**What is required**
The answer must be a single number: the count of lines in these records that hold "codes".

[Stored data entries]
⁂

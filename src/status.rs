//! HTTP status codes as a typed enum.
//!
//! Use [`Status`] anywhere a status code is accepted: `Response::status()`,
//! `Response::builder().status()`, or as a bare handler return value.
//!
//! ```rust
//! use strata::{Response, Status};
//!
//! Response::status(Status::NoContent);
//!
//! Response::builder()
//!     .status(Status::Created)
//!     .header("location", "/api/todo/42")
//!     .json(br#"{"key":"42"}"#.to_vec());
//! ```

/// Status codes a strata response can carry.
///
/// The server, router and todo handlers produce 200, 201, 204, 400, 404,
/// 405, 413 and 500. The rest are there for middleware that answers on its
/// own: 401, 403 and 429 for refusals, 202 for deferred work.
#[derive(Clone, Copy, Debug, Eq, PartialEq)]
pub enum Status {
    // ── 2xx Success ───────────────────────────────────────────────────────────
    Ok,                  // 200
    Created,             // 201
    Accepted,            // 202
    NoContent,           // 204

    // ── 4xx Client errors ─────────────────────────────────────────────────────
    BadRequest,          // 400
    Unauthorized,        // 401
    Forbidden,           // 403
    NotFound,            // 404
    MethodNotAllowed,    // 405
    ContentTooLarge,     // 413
    TooManyRequests,     // 429

    // ── 5xx Server errors ─────────────────────────────────────────────────────
    InternalServerError, // 500
}

impl Status {
    pub fn as_u16(self) -> u16 {
        match self {
            Self::Ok                   => 200,
            Self::Created              => 201,
            Self::Accepted             => 202,
            Self::NoContent            => 204,
            Self::BadRequest           => 400,
            Self::Unauthorized         => 401,
            Self::Forbidden            => 403,
            Self::NotFound             => 404,
            Self::MethodNotAllowed     => 405,
            Self::ContentTooLarge      => 413,
            Self::TooManyRequests      => 429,
            Self::InternalServerError  => 500,
        }
    }
}

impl From<Status> for u16 {
    fn from(s: Status) -> u16 {
        s.as_u16()
    }
}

⁂

**Output**
2